[WHAT THE EXERCISE ASKS]:
Nothing is to be left out; print all the entries exactly.

Collected data
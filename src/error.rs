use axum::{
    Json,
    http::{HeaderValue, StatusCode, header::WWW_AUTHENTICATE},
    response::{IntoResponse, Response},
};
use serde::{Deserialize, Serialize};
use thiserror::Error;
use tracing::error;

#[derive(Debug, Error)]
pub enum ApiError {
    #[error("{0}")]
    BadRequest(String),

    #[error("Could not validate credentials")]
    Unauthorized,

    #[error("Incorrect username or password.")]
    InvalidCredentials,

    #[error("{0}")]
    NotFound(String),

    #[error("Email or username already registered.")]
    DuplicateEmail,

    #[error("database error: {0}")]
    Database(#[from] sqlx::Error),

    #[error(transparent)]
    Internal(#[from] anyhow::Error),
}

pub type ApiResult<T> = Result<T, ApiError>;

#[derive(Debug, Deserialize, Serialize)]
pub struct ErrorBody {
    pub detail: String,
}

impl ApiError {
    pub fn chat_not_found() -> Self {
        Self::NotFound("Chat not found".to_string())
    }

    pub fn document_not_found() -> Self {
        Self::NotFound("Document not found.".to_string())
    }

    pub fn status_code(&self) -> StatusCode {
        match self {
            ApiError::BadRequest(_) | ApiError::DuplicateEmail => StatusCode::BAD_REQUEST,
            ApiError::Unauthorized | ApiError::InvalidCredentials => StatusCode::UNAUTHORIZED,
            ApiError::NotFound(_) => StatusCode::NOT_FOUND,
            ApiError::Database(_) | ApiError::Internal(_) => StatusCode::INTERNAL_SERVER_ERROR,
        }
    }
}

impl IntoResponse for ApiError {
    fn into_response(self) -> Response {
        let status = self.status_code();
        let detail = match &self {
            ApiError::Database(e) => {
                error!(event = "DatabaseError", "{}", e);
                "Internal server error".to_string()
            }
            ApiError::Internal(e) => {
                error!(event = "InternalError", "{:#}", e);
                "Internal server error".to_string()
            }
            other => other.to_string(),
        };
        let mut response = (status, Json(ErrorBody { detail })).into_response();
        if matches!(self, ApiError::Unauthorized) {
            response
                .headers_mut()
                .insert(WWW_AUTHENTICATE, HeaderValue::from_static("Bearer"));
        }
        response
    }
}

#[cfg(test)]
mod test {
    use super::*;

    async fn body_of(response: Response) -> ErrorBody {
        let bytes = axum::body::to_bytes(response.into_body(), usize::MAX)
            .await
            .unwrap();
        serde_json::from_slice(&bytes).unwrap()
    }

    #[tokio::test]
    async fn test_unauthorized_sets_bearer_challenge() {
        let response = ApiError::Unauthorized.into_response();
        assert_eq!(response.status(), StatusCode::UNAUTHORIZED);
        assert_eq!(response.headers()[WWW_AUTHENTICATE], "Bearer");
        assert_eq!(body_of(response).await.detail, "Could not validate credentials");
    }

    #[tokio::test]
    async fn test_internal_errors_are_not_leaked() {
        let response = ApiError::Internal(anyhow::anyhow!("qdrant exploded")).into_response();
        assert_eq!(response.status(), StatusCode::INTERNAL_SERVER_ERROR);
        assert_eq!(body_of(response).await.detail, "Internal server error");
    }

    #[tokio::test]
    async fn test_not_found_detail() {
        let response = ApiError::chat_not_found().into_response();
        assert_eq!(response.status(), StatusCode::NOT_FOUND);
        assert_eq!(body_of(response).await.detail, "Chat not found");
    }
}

[EXERCISE ANSWER]:
filename src/error.rs
use axum::{
    Json,
    http::{HeaderValue, StatusCode, header::WWW_AUTHENTICATE},
    response::{IntoResponse, Response},
};
use serde::{Deserialize, Serialize};
use thiserror::Error;
use tracing::error;

#[derive(Debug, Error)]
pub enum ApiError {
    #[error("{0}")]
    BadRequest(String),

    #[error("Could not validate credentials")]
    Unauthorized,

    #[error("Incorrect username or password.")]
    InvalidCredentials,

    #[error("{0}")]
    NotFound(String),

    #[error("Email or username already registered.")]
    DuplicateEmail,

    #[error("database error: {0}")]
    Database(#[from] sqlx::Error),

    #[error(transparent)]
    Internal(#[from] anyhow::Error),
}

pub type ApiResult<T> = Result<T, ApiError>;

#[derive(Debug, Deserialize, Serialize)]
pub struct ErrorBody {
    pub detail: String,
}

impl ApiError {
    pub fn chat_not_found() -> Self {
        Self::NotFound("Chat not found".to_string())
    }

    pub fn document_not_found() -> Self {
        Self::NotFound("Document not found.".to_string())
    }

    pub fn status_code(&self) -> StatusCode {
        match self {
            ApiError::BadRequest(_) | ApiError::DuplicateEmail => StatusCode::BAD_REQUEST,
            ApiError::Unauthorized | ApiError::InvalidCredentials => StatusCode::UNAUTHORIZED,
            ApiError::NotFound(_) => StatusCode::NOT_FOUND,
            ApiError::Database(_) | ApiError::Internal(_) => StatusCode::INTERNAL_SERVER_ERROR,
        }
    }
}

impl IntoResponse for ApiError {
    fn into_response(self) -> Response {
        let status = self.status_code();
        let detail = match &self {
            ApiError::Database(e) => {
                error!(event = "DatabaseError", "{}", e);
                "Internal server error".to_string()
            }
            ApiError::Internal(e) => {
                error!(event = "InternalError", "{:#}", e);
                "Internal server error".to_string()
            }
            other => other.to_string(),
        };
        let mut response = (status, Json(ErrorBody { detail })).into_response();
        if matches!(self, ApiError::Unauthorized) {
            response
                .headers_mut()
                .insert(WWW_AUTHENTICATE, HeaderValue::from_static("Bearer"));
        }
        response
    }
}

#[cfg(test)]
mod test {
    use super::*;

    async fn body_of(response: Response) -> ErrorBody {
        let bytes = axum::body::to_bytes(response.into_body(), usize::MAX)
            .await
            .unwrap();
        serde_json::from_slice(&bytes).unwrap()
    }

    #[tokio::test]
    async fn test_unauthorized_sets_bearer_challenge() {
        let response = ApiError::Unauthorized.into_response();
        assert_eq!(response.status(), StatusCode::UNAUTHORIZED);
        assert_eq!(response.headers()[WWW_AUTHENTICATE], "Bearer");
        assert_eq!(body_of(response).await.detail, "Could not validate credentials");
    }

    #[tokio::test]
    async fn test_internal_errors_are_not_leaked() {
        let response = ApiError::Internal(anyhow::anyhow!("qdrant exploded")).into_response();
        assert_eq!(response.status(), StatusCode::INTERNAL_SERVER_ERROR);
        assert_eq!(body_of(response).await.detail, "Internal server error");
    }

    #[tokio::test]
    async fn test_not_found_detail() {
        let response = ApiError::chat_not_found().into_response();
        assert_eq!(response.status(), StatusCode::NOT_FOUND);
        assert_eq!(body_of(response).await.detail, "Chat not found");
    }
}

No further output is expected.